Search the entries for the word "PartialEq" and copy each line that has it.

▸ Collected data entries
%%

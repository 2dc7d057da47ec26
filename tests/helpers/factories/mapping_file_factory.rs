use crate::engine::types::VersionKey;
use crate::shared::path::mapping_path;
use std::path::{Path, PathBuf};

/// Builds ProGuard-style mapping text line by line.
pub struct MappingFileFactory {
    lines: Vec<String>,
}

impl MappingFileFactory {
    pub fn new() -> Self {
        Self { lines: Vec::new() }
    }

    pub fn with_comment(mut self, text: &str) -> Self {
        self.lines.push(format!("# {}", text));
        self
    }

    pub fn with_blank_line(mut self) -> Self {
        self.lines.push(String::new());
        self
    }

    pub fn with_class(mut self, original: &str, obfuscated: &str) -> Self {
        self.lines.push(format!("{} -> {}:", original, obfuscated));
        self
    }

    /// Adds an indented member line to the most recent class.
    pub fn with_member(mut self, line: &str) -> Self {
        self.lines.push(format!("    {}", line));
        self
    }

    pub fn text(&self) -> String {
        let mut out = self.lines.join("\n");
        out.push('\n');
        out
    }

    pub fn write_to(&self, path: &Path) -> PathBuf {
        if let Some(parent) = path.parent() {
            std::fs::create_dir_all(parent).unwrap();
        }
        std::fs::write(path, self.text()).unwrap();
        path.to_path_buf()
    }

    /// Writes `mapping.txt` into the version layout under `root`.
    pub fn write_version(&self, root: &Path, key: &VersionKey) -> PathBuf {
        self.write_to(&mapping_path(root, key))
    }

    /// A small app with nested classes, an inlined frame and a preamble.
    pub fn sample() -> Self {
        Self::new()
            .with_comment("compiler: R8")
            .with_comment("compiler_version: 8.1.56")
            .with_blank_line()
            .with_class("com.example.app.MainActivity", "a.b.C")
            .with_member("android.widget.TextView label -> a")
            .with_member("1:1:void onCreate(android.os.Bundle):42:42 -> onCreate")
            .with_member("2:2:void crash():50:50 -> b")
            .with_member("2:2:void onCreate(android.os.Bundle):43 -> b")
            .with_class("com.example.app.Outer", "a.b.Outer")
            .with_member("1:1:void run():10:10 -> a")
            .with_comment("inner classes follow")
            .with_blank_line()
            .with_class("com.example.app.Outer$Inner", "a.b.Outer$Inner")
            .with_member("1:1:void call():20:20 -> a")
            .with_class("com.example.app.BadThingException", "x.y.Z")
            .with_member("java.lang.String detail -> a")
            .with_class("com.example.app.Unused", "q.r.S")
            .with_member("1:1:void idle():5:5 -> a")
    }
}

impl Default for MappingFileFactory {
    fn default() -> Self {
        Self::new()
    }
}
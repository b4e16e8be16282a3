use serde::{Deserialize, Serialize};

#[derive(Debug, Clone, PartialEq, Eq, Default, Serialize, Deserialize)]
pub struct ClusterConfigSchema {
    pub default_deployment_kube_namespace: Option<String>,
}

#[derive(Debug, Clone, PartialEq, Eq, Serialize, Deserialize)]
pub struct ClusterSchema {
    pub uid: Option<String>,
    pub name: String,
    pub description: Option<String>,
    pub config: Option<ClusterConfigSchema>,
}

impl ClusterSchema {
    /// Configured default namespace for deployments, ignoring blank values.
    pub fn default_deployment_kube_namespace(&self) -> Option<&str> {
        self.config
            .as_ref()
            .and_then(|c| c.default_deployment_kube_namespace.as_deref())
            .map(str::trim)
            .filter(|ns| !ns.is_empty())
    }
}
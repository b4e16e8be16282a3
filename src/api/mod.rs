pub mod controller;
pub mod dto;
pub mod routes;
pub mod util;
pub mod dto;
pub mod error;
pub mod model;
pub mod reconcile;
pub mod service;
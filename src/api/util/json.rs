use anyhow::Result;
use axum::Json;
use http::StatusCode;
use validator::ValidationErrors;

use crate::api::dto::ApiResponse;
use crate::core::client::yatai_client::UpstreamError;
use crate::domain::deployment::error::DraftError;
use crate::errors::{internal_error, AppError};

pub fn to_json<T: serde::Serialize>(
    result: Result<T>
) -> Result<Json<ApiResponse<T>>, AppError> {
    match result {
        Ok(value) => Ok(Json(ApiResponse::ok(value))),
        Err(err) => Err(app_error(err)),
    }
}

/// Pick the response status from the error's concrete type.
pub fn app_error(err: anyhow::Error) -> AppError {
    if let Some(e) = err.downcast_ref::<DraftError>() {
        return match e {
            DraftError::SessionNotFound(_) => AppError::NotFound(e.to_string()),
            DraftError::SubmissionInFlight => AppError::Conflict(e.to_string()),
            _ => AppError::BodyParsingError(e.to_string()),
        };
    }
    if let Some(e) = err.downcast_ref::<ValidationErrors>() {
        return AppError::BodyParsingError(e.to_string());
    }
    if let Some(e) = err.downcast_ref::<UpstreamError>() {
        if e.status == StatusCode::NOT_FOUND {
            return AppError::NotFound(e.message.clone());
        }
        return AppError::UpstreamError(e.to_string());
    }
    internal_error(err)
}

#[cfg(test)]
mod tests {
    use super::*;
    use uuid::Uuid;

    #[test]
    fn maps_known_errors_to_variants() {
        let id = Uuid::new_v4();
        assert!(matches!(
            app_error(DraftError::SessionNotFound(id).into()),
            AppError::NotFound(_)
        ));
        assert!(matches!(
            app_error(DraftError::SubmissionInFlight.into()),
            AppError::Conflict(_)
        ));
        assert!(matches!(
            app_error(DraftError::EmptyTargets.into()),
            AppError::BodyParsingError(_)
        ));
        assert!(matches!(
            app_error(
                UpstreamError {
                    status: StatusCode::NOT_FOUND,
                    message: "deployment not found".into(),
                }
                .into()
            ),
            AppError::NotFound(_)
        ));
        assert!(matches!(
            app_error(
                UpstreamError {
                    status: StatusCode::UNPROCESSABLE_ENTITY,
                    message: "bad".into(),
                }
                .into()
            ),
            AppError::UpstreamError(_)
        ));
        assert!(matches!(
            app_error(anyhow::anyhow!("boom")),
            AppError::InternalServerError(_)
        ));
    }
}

%%

▸ ANSWER TO THE PROBLEM
#[derive(Debug, Clone, PartialEq, Eq, Default, Serialize, Deserialize)]
#[derive(Debug, Clone, PartialEq, Eq, Serialize, Deserialize)]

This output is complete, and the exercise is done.